You always have a clear stance on controversial topics. What do you say to those who claim that Saudi Arabia has taken over the artistic scene from Egypt?
The works that have achieved great success in Saudi Arabia are the Egyptian works that feature Egyptian stars, and of course, we have to thank them because they opened new markets for displaying and selling Egyptian works and showing them in theaters there. So we are grateful to them because there are now more markets for selling work. The success that Saudi Arabia is witnessing now is due to Egyptian works, and it has not affected Egypt. I hope that more markets will be opened for us in all countries of the world and that Egyptian films will be shown in every country. This is a revival of Egyptian art, not the opposite.
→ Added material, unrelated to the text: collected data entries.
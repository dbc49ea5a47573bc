// src/models/place.rs
use serde::{Deserialize, Serialize};

/// A search result identifying a physical restaurant location.
#[derive(Serialize, Deserialize, Debug, Clone, PartialEq)]
pub struct PlaceCandidate {
    pub id: String,
    pub display_name: String,
    pub formatted_address: String,
}

#[derive(Serialize, Deserialize, Debug, Clone, Copy, PartialEq)]
pub struct GeoPoint {
    pub lat: f64,
    pub lng: f64,
}

/// Raw body of `GET /api/places/search`.
#[derive(Deserialize, Debug, Clone, Default)]
pub struct PlacesResponse {
    #[serde(default)]
    pub places: Vec<RawPlace>,
}

#[derive(Deserialize, Debug, Clone)]
#[serde(rename_all = "camelCase")]
pub struct RawPlace {
    pub id: String,
    pub display_name: Option<LocalizedText>,
    #[serde(default)]
    pub formatted_address: String,
}

#[derive(Deserialize, Debug, Clone)]
pub struct LocalizedText {
    pub text: String,
}

impl From<RawPlace> for PlaceCandidate {
    fn from(raw: RawPlace) -> Self {
        PlaceCandidate {
            id: raw.id,
            display_name: raw.display_name.map(|name| name.text).unwrap_or_default(),
            formatted_address: raw.formatted_address,
        }
    }
}

impl PlacesResponse {
    pub fn into_candidates(self) -> Vec<PlaceCandidate> {
        self.places.into_iter().map(PlaceCandidate::from).collect()
    }
}

#[cfg(test)]
mod tests {
    use super::*;

    #[test]
    fn test_places_response_flattens_display_name() {
        let body = r#"{
            "places": [
                {"id": "place1", "displayName": {"text": "Vegan Bistro"}, "formattedAddress": "123 Green St", "types": ["restaurant"]},
                {"id": "place3", "displayName": {"text": "Cool Cafe"}, "formattedAddress": "789 Bean Blvd"}
            ]
        }"#;
        let parsed: PlacesResponse = serde_json::from_str(body).unwrap();
        let candidates = parsed.into_candidates();

        assert_eq!(candidates.len(), 2);
        assert_eq!(candidates[0].display_name, "Vegan Bistro");
        assert_eq!(candidates[0].formatted_address, "123 Green St");
        assert_eq!(candidates[1].id, "place3");
    }

    #[test]
    fn test_missing_places_key_is_empty() {
        let parsed: PlacesResponse = serde_json::from_str("{}").unwrap();
        assert!(parsed.into_candidates().is_empty());
    }
}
Do you fear that your statements may affect your popularity?
I have no fear, but I speak my mind honestly and I don’t care about the reaction. I am only criticizing ideas, not people, and I have not offended anyone. I am only challenging ideas that are against humanity in my view.
How did you feel as an artist when the 39th session of the Alexandria Film Festival for Mediterranean Countries was named after you? What does it mean to you?
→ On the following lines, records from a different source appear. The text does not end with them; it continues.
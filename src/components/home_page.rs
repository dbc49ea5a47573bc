use leptos::*;
use leptos_router::use_navigate;
use crate::components::{auth_gate::AuthGate, login::Login, search_box::SearchBox};
use crate::models::place::{GeoPoint, PlaceCandidate};
use crate::restaurant::detail_path;
use crate::utils::geolocation::current_position;
use crate::utils::leptos_owner::with_owner_safe;

#[component]
pub fn HomePage() -> impl IntoView {
    let navigate = use_navigate();
    let location = create_rw_signal(None::<GeoPoint>);
    let owner = Owner::current();

    // Effects only run in the browser, never during server rendering.
    create_effect(move |_| {
        spawn_local(async move {
            if let Some(point) = current_position().await {
                with_owner_safe(owner, "geolocation", move || location.set(Some(point)));
            }
        });
    });

    let on_select = Callback::new({
        let navigate = navigate.clone();
        move |candidate: PlaceCandidate| {
            navigate(
                &detail_path(&candidate.id, Some(&candidate.display_name)),
                Default::default(),
            );
        }
    });
    let on_submit = Callback::new(move |raw: String| {
        navigate(&detail_path(raw.trim(), None), Default::default());
    });

    view! {
        <div class="home">
            <header class="top-bar">
                <AuthGate>
                    <Login/>
                </AuthGate>
            </header>
            <div class="hero">
                <h1>"no"<span class="accent">"whey"</span></h1>
                <p>{ "Find dairy-free friendly restaurants near you." }</p>
                <SearchBox on_select=on_select on_submit=on_submit location=location/>
            </div>
        </div>
    }
}
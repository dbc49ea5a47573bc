pub mod api;
pub mod app;
pub mod assessment;
pub mod auth;
pub mod components;
pub mod config;
pub mod error;
pub mod models;
pub mod restaurant;
pub mod reviews;
pub mod score;
pub mod search;
pub mod session;
pub mod utils;

#[cfg(feature = "hydrate")]
#[wasm_bindgen::prelude::wasm_bindgen]
pub fn hydrate() {
    use crate::app::*;

    utils::panic_hook::init();
    leptos::mount_to_body(App);
}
I was very honored and delighted because this was the peak of my career and the greatest recognition for me. The Alexandria Festival is very prestigious, and I have always followed it and attended it. I have beautiful memories of great stars, such as the late Farid Shawqi, Mahmoud Abdel Aziz, Nour El-Sherif, Ahmed Zaki, and Farouk El-Fishawy. These stars were eager to attend the Alexandria Festival every year, and I won five awards as best actress from the festival.
What is your comment on the situation in Palestine, especially in Gaza?
The situation is heartbreaking and horrifying, and the genocide that is happening in Gaza is terrifying. I hope that we will soon see the flag of the State of Palestine as a free and independent state with Jerusalem as its capital. We will not settle for anything less than a fair solution to the Palestinian issue. Our hearts are with the Arab people in Palestine, Syria, Libya, Sudan, and Yemen. We want stability for the Arab region and for every citizen to live in security and peace on their land. I hope that the conflicts and wars will end and we will all live in harmony.